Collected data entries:
-- Opening Marker --

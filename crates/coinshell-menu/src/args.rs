//! Flags of the menu commands.
//!
//! Every command line is parsed with clap, using the command token as the
//! program name so usage errors read like `load --source`.

use clap::{Args, Parser};
use coinshell_lib::{
    Interval, Period, ProviderTag, RenderOptions, SearchCategory, Table,
    TreasuryCoin,
};

/// Default sort column of listings.
const RANK: &str = "rank";

/// Inserts `-c` before a bare coin name, so `load btc` means `load -c btc`.
#[must_use]
pub(crate) fn insert_coin_flag(mut argv: Vec<String>) -> Vec<String> {
    if argv.get(1).is_some_and(|first| !first.starts_with('-')) {
        argv.insert(1, "-c".to_string());
    }
    argv
}

/// Flags shared by every listing command.
#[derive(Debug, Clone, Default, Args)]
pub(crate) struct ListingArgs {
    /// Number of rows to show
    #[arg(short, long)]
    pub(crate) top: Option<usize>,

    /// Column to sort by
    #[arg(short, long)]
    pub(crate) sort: Option<String>,

    /// Sort from largest to smallest
    #[arg(long)]
    pub(crate) descend: bool,

    /// Keep the url column
    #[arg(short, long)]
    pub(crate) links: bool,
}

impl ListingArgs {
    /// Builds render options for `table`, falling back to `default_top` rows.
    ///
    /// Tables with a `rank` column sort by it unless `-s` names another one.
    #[must_use]
    pub(crate) fn render_options(&self, table: &Table, default_top: usize) -> RenderOptions {
        let options = RenderOptions::new().with_limit(self.top.unwrap_or(default_top));
        let sort = self
            .sort
            .clone()
            .or_else(|| table.column_index(RANK).map(|_| RANK.to_string()));
        match sort {
            Some(column) => options.with_sort(column, self.descend),
            None => options.with_descending(self.descend),
        }
    }

    /// Drops the `url` column unless links were requested.
    pub(crate) fn strip_links(&self, table: &mut Table) {
        if !self.links {
            table.drop_column("url");
        }
    }
}

/// `load` flags.
#[derive(Debug, Clone, Parser)]
#[command(about = "Load a coin to analyse. Sources: cg (CoinGecko), cp (CoinPaprika), bin (Binance)")]
pub(crate) struct LoadArgs {
    /// Coin to load (id, symbol or name)
    #[arg(short, long)]
    pub(crate) coin: String,

    /// Source of data
    #[arg(long, default_value = "cg")]
    pub(crate) source: ProviderTag,

    /// Quote currency (Binance: quote asset of the trading pair)
    #[arg(long)]
    pub(crate) vs: Option<String>,

    /// Days of history to cache (Binance)
    #[arg(short, long, default_value_t = 30, value_parser = clap::value_parser!(u32).range(1..))]
    pub(crate) days: u32,

    /// Candle interval to cache (Binance)
    #[arg(short, long, default_value = "1d")]
    pub(crate) interval: Interval,
}

/// `chart` flags.
#[derive(Debug, Clone, Parser)]
#[command(about = "Candlestick chart of the loaded coin")]
pub(crate) struct ChartArgs {
    /// Quote currency
    #[arg(long)]
    pub(crate) vs: Option<String>,

    /// Days of history
    #[arg(short, long, value_parser = clap::value_parser!(u32).range(1..))]
    pub(crate) days: Option<u32>,

    /// Candle interval (Binance)
    #[arg(short, long)]
    pub(crate) interval: Option<Interval>,
}

/// Flags of commands that only list rows.
#[derive(Debug, Clone, Parser)]
pub(crate) struct ListingCmd {
    #[command(flatten)]
    pub(crate) listing: ListingArgs,
}

/// Flags of listings priced in a quote currency.
#[derive(Debug, Clone, Parser)]
pub(crate) struct QuotedListingCmd {
    /// Quote currency
    #[arg(long)]
    pub(crate) vs: Option<String>,

    #[command(flatten)]
    pub(crate) listing: ListingArgs,
}

/// Flags of the gainers and losers listings.
#[derive(Debug, Clone, Parser)]
pub(crate) struct MoversCmd {
    /// Look-back period: 1h, 24h, 7d, 14d, 30d, 60d, 1y
    #[arg(short, long, default_value = "1h")]
    pub(crate) period: Period,

    #[command(flatten)]
    pub(crate) listing: ListingArgs,
}

/// `cp_search` flags.
#[derive(Debug, Clone, Parser)]
#[command(about = "Search CoinPaprika")]
pub(crate) struct SearchCmd {
    /// Phrase to search for
    #[arg(short, long, num_args = 1.., required = true)]
    pub(crate) query: Vec<String>,

    /// What to search: currencies, exchanges, icos, people, tags
    #[arg(short, long, default_value = "currencies")]
    pub(crate) category: SearchCategory,

    #[command(flatten)]
    pub(crate) listing: ListingArgs,
}

/// Flags of the public treasury commands.
#[derive(Debug, Clone, Parser)]
pub(crate) struct TreasuryCmd {
    /// Coin held: bitcoin or ethereum
    #[arg(short, long, default_value = "bitcoin")]
    pub(crate) coin: TreasuryCoin,

    #[command(flatten)]
    pub(crate) listing: ListingArgs,
}

/// `cp_exmarkets` flags.
#[derive(Debug, Clone, Parser)]
#[command(about = "Markets of one exchange on CoinPaprika")]
pub(crate) struct ExchangeMarketsCmd {
    /// Exchange id
    #[arg(short, long, default_value = "binance")]
    pub(crate) exchange: String,

    /// Quote currency
    #[arg(long)]
    pub(crate) vs: Option<String>,

    #[command(flatten)]
    pub(crate) listing: ListingArgs,
}

/// `cp_contracts` flags.
#[derive(Debug, Clone, Parser)]
#[command(about = "Smart contracts deployed on a platform")]
pub(crate) struct ContractsCmd {
    /// Platform id
    #[arg(short, long, default_value = "eth-ethereum")]
    pub(crate) platform: String,

    #[command(flatten)]
    pub(crate) listing: ListingArgs,
}

/// Flags of the due-diligence reports.
#[derive(Debug, Clone, Parser)]
pub(crate) struct ReportCmd {
    /// Quote currency
    #[arg(long)]
    pub(crate) vs: Option<String>,

    /// Candle interval (Binance)
    #[arg(short, long, default_value = "1d")]
    pub(crate) interval: Interval,

    #[command(flatten)]
    pub(crate) listing: ListingArgs,
}

#[cfg(test)]
mod tests {
    use super::*;

    fn argv(line: &str) -> Vec<String> {
        line.split_whitespace().map(String::from).collect()
    }

    #[test]
    fn test_insert_coin_flag() {
        assert_eq!(insert_coin_flag(argv("load btc --source cp")), argv("load -c btc --source cp"));
        assert_eq!(insert_coin_flag(argv("load -c btc")), argv("load -c btc"));
        assert_eq!(insert_coin_flag(argv("load")), argv("load"));
    }

    #[test]
    fn test_load_args() {
        let args = LoadArgs::try_parse_from(insert_coin_flag(argv("load eth --source bin --vs btc -d 7")))
            .unwrap();
        assert_eq!(args.coin, "eth");
        assert_eq!(args.source, ProviderTag::Binance);
        assert_eq!(args.vs.as_deref(), Some("btc"));
        assert_eq!(args.days, 7);
        assert_eq!(args.interval, Interval::Day1);

        assert!(LoadArgs::try_parse_from(argv("load -c btc --source xyz")).is_err());
        assert!(LoadArgs::try_parse_from(argv("load -c btc -d 0")).is_err());
        assert!(LoadArgs::try_parse_from(argv("load")).is_err());
    }

    #[test]
    fn test_listing_render_options() {
        let cmd = ListingCmd::try_parse_from(argv("cg_coins -t 5 -s price --descend")).unwrap();
        let ranked = Table::new(["rank", "name", "price"]);
        let options = cmd.listing.render_options(&ranked, 20);
        assert_eq!(options.limit, Some(5));
        assert_eq!(options.sort_by.as_deref(), Some("price"));
        assert!(options.descending);

        let cmd = ListingCmd::try_parse_from(argv("cg_coins")).unwrap();
        let options = cmd.listing.render_options(&ranked, 20);
        assert_eq!(options.limit, Some(20));
        assert_eq!(options.sort_by.as_deref(), Some("rank"));
        assert!(!options.descending);

        let cmd = ListingCmd::try_parse_from(argv("cg_coins --descend")).unwrap();
        let options = cmd.listing.render_options(&Table::new(["name"]), 20);
        assert!(options.sort_by.is_none());
        assert!(options.descending);
    }

    #[test]
    fn test_movers_period() {
        let cmd = MoversCmd::try_parse_from(argv("cg_gainers -p 7d -l")).unwrap();
        assert_eq!(cmd.period, Period::Day7);
        assert!(cmd.listing.links);
        assert!(MoversCmd::try_parse_from(argv("cg_gainers -p 2h")).is_err());
    }

    #[test]
    fn test_search_joins_words() {
        let cmd = SearchCmd::try_parse_from(argv("cp_search -q bit coin -c exchanges")).unwrap();
        assert_eq!(cmd.query.join(" "), "bit coin");
        assert_eq!(cmd.category, SearchCategory::Exchanges);
    }
}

-- Closing Marker --

ASSIGNMENT: Where a line of the data holds the word "query", copy that line.

SOLUTION TO THIS TASK:
    pub(crate) query: Vec<String>,
        assert_eq!(cmd.query.join(" "), "bit coin");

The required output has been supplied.